*** Opening of Data supplied ***

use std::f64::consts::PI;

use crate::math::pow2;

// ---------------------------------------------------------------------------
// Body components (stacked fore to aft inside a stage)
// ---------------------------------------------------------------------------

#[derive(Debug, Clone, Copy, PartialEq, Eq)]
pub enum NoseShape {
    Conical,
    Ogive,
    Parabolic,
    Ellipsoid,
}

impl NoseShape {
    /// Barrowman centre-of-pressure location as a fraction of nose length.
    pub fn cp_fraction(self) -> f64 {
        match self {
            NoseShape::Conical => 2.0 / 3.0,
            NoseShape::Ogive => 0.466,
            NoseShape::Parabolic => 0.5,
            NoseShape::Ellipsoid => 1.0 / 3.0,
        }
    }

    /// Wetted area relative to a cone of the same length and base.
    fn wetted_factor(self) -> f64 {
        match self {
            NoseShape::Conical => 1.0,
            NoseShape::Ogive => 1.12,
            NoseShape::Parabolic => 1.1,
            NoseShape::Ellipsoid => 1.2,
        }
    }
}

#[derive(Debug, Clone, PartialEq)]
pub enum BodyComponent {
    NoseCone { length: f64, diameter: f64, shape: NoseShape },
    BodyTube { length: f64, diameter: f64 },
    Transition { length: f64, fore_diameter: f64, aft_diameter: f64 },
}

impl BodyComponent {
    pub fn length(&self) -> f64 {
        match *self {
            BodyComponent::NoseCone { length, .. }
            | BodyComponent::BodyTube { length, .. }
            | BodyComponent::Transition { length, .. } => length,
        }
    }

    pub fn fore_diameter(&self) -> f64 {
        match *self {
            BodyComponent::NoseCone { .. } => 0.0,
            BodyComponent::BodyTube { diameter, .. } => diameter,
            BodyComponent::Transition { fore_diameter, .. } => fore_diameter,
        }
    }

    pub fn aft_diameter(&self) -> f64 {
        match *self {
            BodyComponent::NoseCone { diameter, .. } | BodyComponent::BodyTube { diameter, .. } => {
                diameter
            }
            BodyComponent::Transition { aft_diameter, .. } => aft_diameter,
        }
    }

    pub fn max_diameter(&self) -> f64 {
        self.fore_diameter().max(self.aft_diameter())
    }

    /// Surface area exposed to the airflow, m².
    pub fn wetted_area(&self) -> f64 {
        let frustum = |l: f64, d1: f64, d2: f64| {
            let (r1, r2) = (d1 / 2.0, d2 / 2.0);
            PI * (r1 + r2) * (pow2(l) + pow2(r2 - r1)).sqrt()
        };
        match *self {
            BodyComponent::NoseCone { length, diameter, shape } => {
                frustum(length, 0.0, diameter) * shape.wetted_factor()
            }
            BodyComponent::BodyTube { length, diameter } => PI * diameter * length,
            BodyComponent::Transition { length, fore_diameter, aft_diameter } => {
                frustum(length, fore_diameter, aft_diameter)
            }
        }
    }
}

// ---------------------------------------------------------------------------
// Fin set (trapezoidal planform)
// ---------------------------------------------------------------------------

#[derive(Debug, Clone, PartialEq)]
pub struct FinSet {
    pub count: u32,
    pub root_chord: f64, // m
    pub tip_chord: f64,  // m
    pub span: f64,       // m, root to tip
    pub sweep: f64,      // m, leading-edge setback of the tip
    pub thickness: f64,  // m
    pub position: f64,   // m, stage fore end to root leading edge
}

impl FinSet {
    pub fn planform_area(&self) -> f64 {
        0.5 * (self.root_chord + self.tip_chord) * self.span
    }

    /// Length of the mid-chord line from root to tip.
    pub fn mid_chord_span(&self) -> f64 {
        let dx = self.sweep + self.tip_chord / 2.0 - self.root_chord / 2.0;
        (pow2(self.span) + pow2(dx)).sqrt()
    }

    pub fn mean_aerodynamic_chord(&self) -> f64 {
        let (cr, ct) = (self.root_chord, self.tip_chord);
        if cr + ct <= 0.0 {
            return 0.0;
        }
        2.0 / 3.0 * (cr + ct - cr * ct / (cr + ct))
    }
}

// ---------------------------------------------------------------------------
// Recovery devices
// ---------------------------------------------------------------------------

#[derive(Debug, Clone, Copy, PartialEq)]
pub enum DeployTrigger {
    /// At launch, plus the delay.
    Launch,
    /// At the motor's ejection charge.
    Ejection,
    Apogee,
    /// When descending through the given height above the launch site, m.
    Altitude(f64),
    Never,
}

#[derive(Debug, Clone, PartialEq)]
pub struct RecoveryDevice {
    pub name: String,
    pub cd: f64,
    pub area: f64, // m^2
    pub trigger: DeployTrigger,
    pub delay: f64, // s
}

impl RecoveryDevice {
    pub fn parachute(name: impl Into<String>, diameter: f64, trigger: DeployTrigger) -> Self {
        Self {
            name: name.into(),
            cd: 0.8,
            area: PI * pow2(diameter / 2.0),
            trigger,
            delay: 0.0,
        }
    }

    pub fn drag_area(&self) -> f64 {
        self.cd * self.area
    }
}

*** Close of Data supplied ***
*** Opening of Data supplied ***

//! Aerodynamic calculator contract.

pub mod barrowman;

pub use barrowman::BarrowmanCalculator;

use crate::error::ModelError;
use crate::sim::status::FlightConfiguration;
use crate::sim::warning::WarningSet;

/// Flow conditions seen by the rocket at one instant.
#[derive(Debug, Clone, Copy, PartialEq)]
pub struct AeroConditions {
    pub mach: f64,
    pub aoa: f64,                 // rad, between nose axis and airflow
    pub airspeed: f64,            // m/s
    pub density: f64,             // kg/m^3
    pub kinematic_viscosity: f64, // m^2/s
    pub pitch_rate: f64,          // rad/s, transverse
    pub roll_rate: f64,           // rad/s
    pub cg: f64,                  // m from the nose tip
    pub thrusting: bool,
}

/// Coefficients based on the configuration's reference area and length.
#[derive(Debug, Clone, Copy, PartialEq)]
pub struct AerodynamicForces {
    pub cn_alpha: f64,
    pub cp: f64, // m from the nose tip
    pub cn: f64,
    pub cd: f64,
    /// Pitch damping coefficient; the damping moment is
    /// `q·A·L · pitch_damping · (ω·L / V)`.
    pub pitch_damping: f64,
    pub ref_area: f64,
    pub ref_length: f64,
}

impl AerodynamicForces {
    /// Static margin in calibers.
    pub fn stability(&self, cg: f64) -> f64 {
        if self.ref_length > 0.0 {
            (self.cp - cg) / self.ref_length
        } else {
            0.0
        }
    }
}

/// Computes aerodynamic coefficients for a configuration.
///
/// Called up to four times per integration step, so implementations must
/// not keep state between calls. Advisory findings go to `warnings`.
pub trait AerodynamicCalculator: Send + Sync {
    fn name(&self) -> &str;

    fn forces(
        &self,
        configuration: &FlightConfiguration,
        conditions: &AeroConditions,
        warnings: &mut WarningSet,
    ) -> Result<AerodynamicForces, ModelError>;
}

*** Close of Data supplied ***

__Problem to work on__:
Which lines above run from the one containing "pub struct FinSet" down to the one containing "root to tip."? Repeat exactly those, both ends included, and nothing else.

__Problem solution__:
pub struct FinSet {
    pub count: u32,
    pub root_chord: f64, // m
    pub tip_chord: f64,  // m
    pub span: f64,       // m, root to tip
    pub sweep: f64,      // m, leading-edge setback of the tip
    pub thickness: f64,  // m
    pub position: f64,   // m, stage fore end to root leading edge
}

impl FinSet {
    pub fn planform_area(&self) -> f64 {
        0.5 * (self.root_chord + self.tip_chord) * self.span
    }

    /// Length of the mid-chord line from root to tip.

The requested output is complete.